We were hiking back from a swim at Lake Dorothy in the North Cascades. The rare sunny, 80-something-degree day and the water’s clarity made children of all seven of us. Water ballet, swim dives, and belly flops caused hoots of laughter that echoed off the evergreen mountains around us.
Of course, the high-jinx ensued only after a respectable distance swim. We are, first and foremost, serious open-water swimmers, and the best belly-flop award doesn’t just happen, it must be earned.
“When are you starting your swim blog? Have you started it yet? You haven’t?” On the narrow trail back, I was tired and euphoric, which always leaves me emotionally open, a state that makes this control freak very nervous.

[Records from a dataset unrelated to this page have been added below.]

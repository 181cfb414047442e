// crates/warden-evidence/src/sink.rs
// ============================================================================
// Module: Evidence Sink
// Description: Write/read contract for persisting evidence packs, plus an
//              in-memory and a filesystem implementation (§4.J).
// Dependencies: std::fs, warden-core
// ============================================================================

//! ## Overview
//! [`EvidenceSink`] is a minimal write/finalize contract: `write` persists
//! one pack and returns an opaque reference to where it landed.
//! [`EvidenceReader`] is the matching read-back contract used by
//! verification. [`InMemorySink`] backs tests; [`FileSink`] writes one JSON
//! file per pack under a configured directory for local operation. Both
//! honor the same contract so `warden-gateway` never depends on which is
//! configured.

use std::collections::HashMap;
use std::fs;
use std::path::Path;
use std::path::PathBuf;
use std::sync::Mutex;

use thiserror::Error;

use crate::pack::EvidencePack;

/// Errors raised by an [`EvidenceSink`] or [`EvidenceReader`].
#[derive(Debug, Error)]
pub enum SinkError {
    /// The backing store failed to persist or read a pack.
    #[error("evidence sink error: {0}")]
    Backend(String),
    /// No pack exists under the requested reference.
    #[error("no evidence pack at {0}")]
    NotFound(String),
}

/// Persists [`EvidencePack`]s, returning an opaque reference to each write.
pub trait EvidenceSink {
    /// Writes `pack`, returning a reference usable with a matching
    /// [`EvidenceReader`].
    ///
    /// # Errors
    ///
    /// Returns [`SinkError::Backend`] when the write fails.
    fn write(&self, pack: &EvidencePack) -> Result<String, SinkError>;
}

/// Reads back previously written [`EvidencePack`]s.
pub trait EvidenceReader {
    /// Reads the pack stored under `reference`.
    ///
    /// # Errors
    ///
    /// Returns [`SinkError::NotFound`] if no pack exists there, or
    /// [`SinkError::Backend`] on a read failure.
    fn read(&self, reference: &str) -> Result<EvidencePack, SinkError>;
}

/// In-process sink backed by a mutex-guarded `HashMap`, for tests.
#[derive(Debug, Default)]
pub struct InMemorySink {
    /// Packs keyed by the reference returned from `write`.
    packs: Mutex<HashMap<String, EvidencePack>>,
}

impl InMemorySink {
    /// Creates an empty sink.
    #[must_use]
    pub fn new() -> Self {
        Self::default()
    }
}

impl EvidenceSink for InMemorySink {
    fn write(&self, pack: &EvidencePack) -> Result<String, SinkError> {
        let mut packs = self.packs.lock().map_err(|_| SinkError::Backend("lock poisoned".to_string()))?;
        packs.insert(pack.pack_id.clone(), pack.clone());
        Ok(pack.pack_id.clone())
    }
}

impl EvidenceReader for InMemorySink {
    fn read(&self, reference: &str) -> Result<EvidencePack, SinkError> {
        let packs = self.packs.lock().map_err(|_| SinkError::Backend("lock poisoned".to_string()))?;
        packs.get(reference).cloned().ok_or_else(|| SinkError::NotFound(reference.to_string()))
    }
}

/// Filesystem sink writing one JSON file per pack under `root_dir`.
#[derive(Debug, Clone)]
pub struct FileSink {
    /// Directory each pack is written to as `<pack_id>.json`.
    root_dir: PathBuf,
}

impl FileSink {
    /// Creates a sink rooted at `root_dir`, creating the directory if
    /// absent.
    ///
    /// # Errors
    ///
    /// Returns [`SinkError::Backend`] if the directory cannot be created.
    pub fn new(root_dir: impl Into<PathBuf>) -> Result<Self, SinkError> {
        let root_dir = root_dir.into();
        fs::create_dir_all(&root_dir).map_err(|err| SinkError::Backend(err.to_string()))?;
        Ok(Self { root_dir })
    }

    /// File path a pack with the given id is written to or read from.
    fn path_for(&self, pack_id: &str) -> PathBuf {
        self.root_dir.join(format!("{pack_id}.json"))
    }
}

impl EvidenceSink for FileSink {
    fn write(&self, pack: &EvidencePack) -> Result<String, SinkError> {
        let path = self.path_for(&pack.pack_id);
        let json = serde_json::to_vec_pretty(pack).map_err(|err| SinkError::Backend(err.to_string()))?;
        fs::write(&path, json).map_err(|err| SinkError::Backend(err.to_string()))?;
        Ok(pack.pack_id.clone())
    }
}

impl EvidenceReader for FileSink {
    fn read(&self, reference: &str) -> Result<EvidencePack, SinkError> {
        let path = self.path_for(reference);
        if !Path::new(&path).exists() {
            return Err(SinkError::NotFound(reference.to_string()));
        }
        let bytes = fs::read(&path).map_err(|err| SinkError::Backend(err.to_string()))?;
        serde_json::from_slice(&bytes).map_err(|err| SinkError::Backend(err.to_string()))
    }
}

#[cfg(test)]
#[allow(clippy::unwrap_used, reason = "test assertions")]
mod tests {
    use tempfile::tempdir;
    use time::OffsetDateTime;
    use warden_core::GraphId;
    use warden_core::Timestamp;
    use warden_executor::GraphResult;
    use warden_executor::GraphSpec;
    use warden_executor::GraphStatus;

    use super::*;
    use crate::pack::build_pack;

    fn sample_pack() -> EvidencePack {
        let now = Timestamp::new(OffsetDateTime::from_unix_timestamp(1_000).unwrap());
        let graph_spec = GraphSpec {
            graph_id: GraphId::new("g1"),
            business_intent_id: None,
            nodes: Vec::new(),
            dry_run: false,
            auto_rollback: false,
            stop_on_first_error: false,
        };
        let execution_result = GraphResult {
            graph_id: GraphId::new("g1"),
            status: GraphStatus::Completed,
            node_results: Vec::new(),
            started_at: now,
            completed_at: now,
        };
        build_pack(&graph_spec, &execution_result, Vec::new(), None).unwrap()
    }

    #[test]
    fn in_memory_sink_round_trips() {
        let sink = InMemorySink::new();
        let pack = sample_pack();
        let reference = sink.write(&pack).unwrap();
        let read_back = sink.read(&reference).unwrap();
        assert_eq!(read_back, pack);
    }

    #[test]
    fn in_memory_sink_reports_missing_reference() {
        let sink = InMemorySink::new();
        assert!(matches!(sink.read("missing"), Err(SinkError::NotFound(_))));
    }

    #[test]
    fn file_sink_round_trips() {
        let dir = tempdir().unwrap();
        let sink = FileSink::new(dir.path()).unwrap();
        let pack = sample_pack();
        let reference = sink.write(&pack).unwrap();
        let read_back = sink.read(&reference).unwrap();
        assert_eq!(read_back, pack);
    }
}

“I honestly don’t know where to start,” I replied. It was a safe answer, and left out all the self-doubt, endless excuses, and real fear that what I desire to share doesn’t have merit, or interest. Does anyone besides me care less about “how we swim” and more about “why we swim?”
Almost every open-water blog I’ve seen is about the individual’s experience with the big three: location, challenge, and distance. How far, how fast, how cold, long, hard, choppy, windy: the stories are amazing and inspiring. But very physical and goal-oriented.
I have always been more interested in the call some open-water swimmers have to water. Open water, big water, salt water, wild water: any time, any season. That need we have not just to be ON it, but IN it, full submersion, nothing less.
The group swimming that day at Lake Dorothy had very little in common: different careers, different domestic situations, an age span of 30 years, and after a lively conversation, we even vehemently disagreed on the IQs of chickens.
Yet stroking out into turquoise waters so clear we could see a pair of antlers on the bottom (turned out to be just a stick, dammit), we shared the same ecstatic energy and joy of being in that water. Sharing the water and the experience, individually yet together, is both powerful and empowering.
Halfway to the big rock mid-lake, the friend swimming next to me stopped and said, “This is the most beautiful place I’ve ever swam. I could die tomorrow and feel like I didn’t miss a thing.”
Seeing the girlish grin and rapture on her face, I knew exactly how she felt. We all did.
And isn’t shared euphoria the not-so-distant cousin of a miracle?
So I’ll be blogging my swims here on Whidbey Island, and other places I’m lucky to swim (Maldives in November, stay tuned!). I’ll chart the where, when and how. But what I really want to learn is the “why.” Not just my reasons but those of others as well, those of us that can’t just look then regret it, we must answer the call and dive in.